Alternance pacifique, pas de miracle en vue…
Bien qu’il soit toujours délicat d’anticiper les événements en Côte d’Ivoire, l’inattendu étant souvent la règle dans ce pays, il est d’ores et déjà possible d’éliminer le scénario d’une alternance pacifique: cela ne s’est jamais produit depuis l’indépendance, cela ne se produira pas en 2020, les conditions d’un miracle n’étant pas réunies. Même si dans un élan de sagesse et d’altruisme, Alassane Ouattara était prêt à passer le flambeau à Henri Konan Bédié, ce qui est difficilement imaginable compte tenu de leurs contentieux historiques et personnels, le clan de l’actuel Président ferait barrage.
À elle seule, cette phrase résume toutes les craintes de l’élite au pouvoir: la peur de perdre ses privilèges, mais aussi de se voir infliger les mêmes pratiques que celles qu’ils ont fait subir à leurs opposants, le rattrapage ethnique, la prison, l’exil, le blocage des comptes en banque, l’impossibilité d’accès aux postes prestigieux et/ou lucratifs, etc. Ces propos sont aussi la preuve que la réconciliation nationale n’a pas eu lieu et c’est bien là toute la difficulté d’aller à une élection majeure dans ces circonstances.

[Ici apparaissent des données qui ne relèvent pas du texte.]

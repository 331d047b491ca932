use std::{
    fs::{self, File},
    io::{BufRead, BufReader, BufWriter, Read, Write},
    path::{Path, PathBuf},
};

use anyhow::{Context, Result};
use flate2::{Compression, read::GzDecoder, write::GzEncoder};
use tracing::debug;

use crate::models::{ArchivedMessage, Pair, TrainingRecord};

const GZIP_SUFFIX: &str = ".jsonl.gz";
const PLAIN_SUFFIX: &str = ".jsonl";

/// Archive path for one channel: `<raw_dir>/<guild>_<channel>.jsonl.gz`.
pub fn archive_path(raw_dir: &Path, guild_id: u64, channel_id: u64) -> PathBuf {
    raw_dir.join(format!("{}_{}{}", guild_id, channel_id, GZIP_SUFFIX))
}

/// Channel archive files under `raw_dir`, sorted by path.
pub fn list_archive_files(raw_dir: &Path) -> Result<Vec<PathBuf>> {
    let entries = fs::read_dir(raw_dir)
        .with_context(|| format!("Failed to read archive directory: {}", raw_dir.display()))?;

    let mut files = Vec::new();
    for entry in entries {
        let path = entry?.path();
        if path.is_file() && is_archive_file(&path) {
            files.push(path);
        }
    }
    files.sort();
    Ok(files)
}

/// Only `<guild>_<channel>` stems count, so a pairs file written into the
/// same directory is never read back as a channel.
fn is_archive_file(path: &Path) -> bool {
    let Some(name) = path.file_name().and_then(|n| n.to_str()) else {
        return false;
    };
    let stem = name
        .strip_suffix(GZIP_SUFFIX)
        .or_else(|| name.strip_suffix(PLAIN_SUFFIX));
    stem.and_then(|s| s.split_once('_'))
        .is_some_and(|(guild, channel)| is_snowflake(guild) && is_snowflake(channel))
}

fn is_snowflake(part: &str) -> bool {
    !part.is_empty() && part.bytes().all(|b| b.is_ascii_digit())
}

/// File name without the archive suffix, used to label channel stats.
pub fn channel_label(path: &Path) -> String {
    let name = path
        .file_name()
        .and_then(|n| n.to_str())
        .unwrap_or_default();
    name.strip_suffix(GZIP_SUFFIX)
        .or_else(|| name.strip_suffix(PLAIN_SUFFIX))
        .unwrap_or(name)
        .to_string()
}

/// Loads one channel in stored order. Gzip is chosen by the `.gz` extension.
pub fn read_archive(path: &Path) -> Result<Vec<ArchivedMessage>> {
    let file =
        File::open(path).with_context(|| format!("Failed to open archive: {}", path.display()))?;
    let reader: Box<dyn Read> = if path.extension().is_some_and(|e| e == "gz") {
        Box::new(GzDecoder::new(file))
    } else {
        Box::new(file)
    };

    let mut messages = Vec::new();
    for (line_no, line) in BufReader::new(reader).lines().enumerate() {
        let line =
            line.with_context(|| format!("Failed to read {} line {}", path.display(), line_no + 1))?;
        if line.trim().is_empty() {
            continue;
        }
        let msg: ArchivedMessage = serde_json::from_str(&line)
            .with_context(|| format!("Malformed record in {} line {}", path.display(), line_no + 1))?;
        messages.push(msg);
    }

    debug!("Loaded {} messages from {}", messages.len(), path.display());
    Ok(messages)
}

/// Writes one channel oldest-first as gzip-compressed JSON lines.
pub fn write_archive(path: &Path, messages: &[ArchivedMessage]) -> Result<()> {
    if let Some(parent) = path.parent() {
        fs::create_dir_all(parent)
            .with_context(|| format!("Failed to create directory: {}", parent.display()))?;
    }
    let file = File::create(path)
        .with_context(|| format!("Failed to create archive: {}", path.display()))?;
    let mut encoder = GzEncoder::new(BufWriter::new(file), Compression::default());

    for msg in messages {
        serde_json::to_writer(&mut encoder, msg)?;
        encoder.write_all(b"\n")?;
    }
    encoder
        .finish()
        .and_then(|mut inner| inner.flush())
        .with_context(|| format!("Failed to finish archive: {}", path.display()))?;
    Ok(())
}

/// Writes the chat-format training file, one record per line.
pub fn save_pairs(pairs: &[Pair], path: &Path) -> Result<()> {
    let file = File::create(path)
        .with_context(|| format!("Failed to create output file: {}", path.display()))?;
    let mut writer = BufWriter::new(file);

    for pair in pairs {
        serde_json::to_writer(&mut writer, &TrainingRecord::from(pair))?;
        writer.write_all(b"\n")?;
    }
    writer
        .flush()
        .with_context(|| format!("Failed to write output file: {}", path.display()))?;
    Ok(())
}

#[cfg(test)]
mod tests {
    use super::*;
    use chrono::DateTime;

    fn sample(id: u64, content: &str) -> ArchivedMessage {
        ArchivedMessage {
            id,
            timestamp: DateTime::from_timestamp(1_700_000_000 + id as i64, 0).unwrap(),
            channel_id: 5,
            author_id: 8,
            content: content.to_string(),
            has_attachment: false,
            attachment_types: Vec::new(),
            reference_id: None,
        }
    }

    #[test]
    fn test_archive_written_and_read_back_in_order() {
        let dir = tempfile::tempdir().unwrap();
        let path = archive_path(dir.path(), 1, 5);
        let messages = vec![sample(1, "first"), sample(2, "zweite ✓"), sample(3, "")];

        write_archive(&path, &messages).unwrap();
        let loaded = read_archive(&path).unwrap();

        assert_eq!(loaded, messages);
    }

    #[test]
    fn test_plain_jsonl_with_blank_lines() {
        let dir = tempfile::tempdir().unwrap();
        let path = dir.path().join("9_9.jsonl");
        fs::write(
            &path,
            "{\"id\":1,\"ts\":\"2024-01-01T00:00:00+00:00\",\"chan_id\":9,\"author_id\":2,\"content\":\"a\",\"has_attach\":false,\"attach_types\":[],\"ref_id\":null}\n\n",
        )
        .unwrap();

        let loaded = read_archive(&path).unwrap();
        assert_eq!(loaded.len(), 1);
        assert_eq!(loaded[0].content, "a");
    }

    #[test]
    fn test_malformed_line_reports_position() {
        let dir = tempfile::tempdir().unwrap();
        let path = dir.path().join("bad.jsonl");
        fs::write(&path, "{\"id\": 1}\n").unwrap();

        let err = read_archive(&path).unwrap_err();
        assert!(format!("{:#}", err).contains("line 1"));
    }

    #[test]
    fn test_lists_only_archive_files_sorted() {
        let dir = tempfile::tempdir().unwrap();
        fs::write(dir.path().join("2_2.jsonl.gz"), b"").unwrap();
        fs::write(dir.path().join("1_1.jsonl"), b"").unwrap();
        fs::write(dir.path().join("notes.txt"), b"").unwrap();
        fs::write(dir.path().join("pairs.jsonl"), b"").unwrap();
        fs::write(dir.path().join("3_x.jsonl.gz"), b"").unwrap();
        fs::write(dir.path().join("4_4_4.jsonl"), b"").unwrap();

        let files = list_archive_files(dir.path()).unwrap();
        let labels: Vec<_> = files.iter().map(|p| channel_label(p)).collect();
        assert_eq!(labels, vec!["1_1", "2_2"]);
    }

    #[test]
    fn test_save_pairs_one_record_per_line() {
        let dir = tempfile::tempdir().unwrap();
        let path = dir.path().join("pairs.jsonl");
        let pairs = vec![
            Pair {
                prompt: "q1?".to_string(),
                response: "a\nb".to_string(),
            },
            Pair {
                prompt: "q2?".to_string(),
                response: "c".to_string(),
            },
        ];

        save_pairs(&pairs, &path).unwrap();
        let content = fs::read_to_string(&path).unwrap();
        let lines: Vec<_> = content.lines().collect();

        assert_eq!(lines.len(), 2);
        let record: TrainingRecord = serde_json::from_str(lines[0]).unwrap();
        assert_eq!(record.messages[0].role, "user");
        assert_eq!(record.messages[1].content, "a\nb");
    }
}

Présidentielle ivoirienne: une onde de choc dans toute la région
Que se passera-t-il en cas de contentieux électoral? Si certains observateurs envisagent un remake de 2010 avec un conflit à la clé, il apparaît peu probable que l’histoire se répète, les Ivoiriens n’ayant pas oublié la guerre de 2011, avec son cortège de victimes et d’horreurs. Néanmoins, tous les scrutins apportent leur lot de violences: pour mémoire, lors des élections municipales et régionales –qui étaient loin de représenter un enjeu aussi majeur que la Présidentielle–, il y a quand même eu cinq morts. Dans le meilleur des cas, s’installera une crise postélectorale larvée, avec des accès de violences sporadiques dans certains endroits du pays; dans tous les cas, la démocratie aura été bafouée et ses conséquences sont bien connues: ressentiments exacerbés, perte de confiance dans la parole politique, insécurité grandissante, immigration, conflits entre certaines communautés.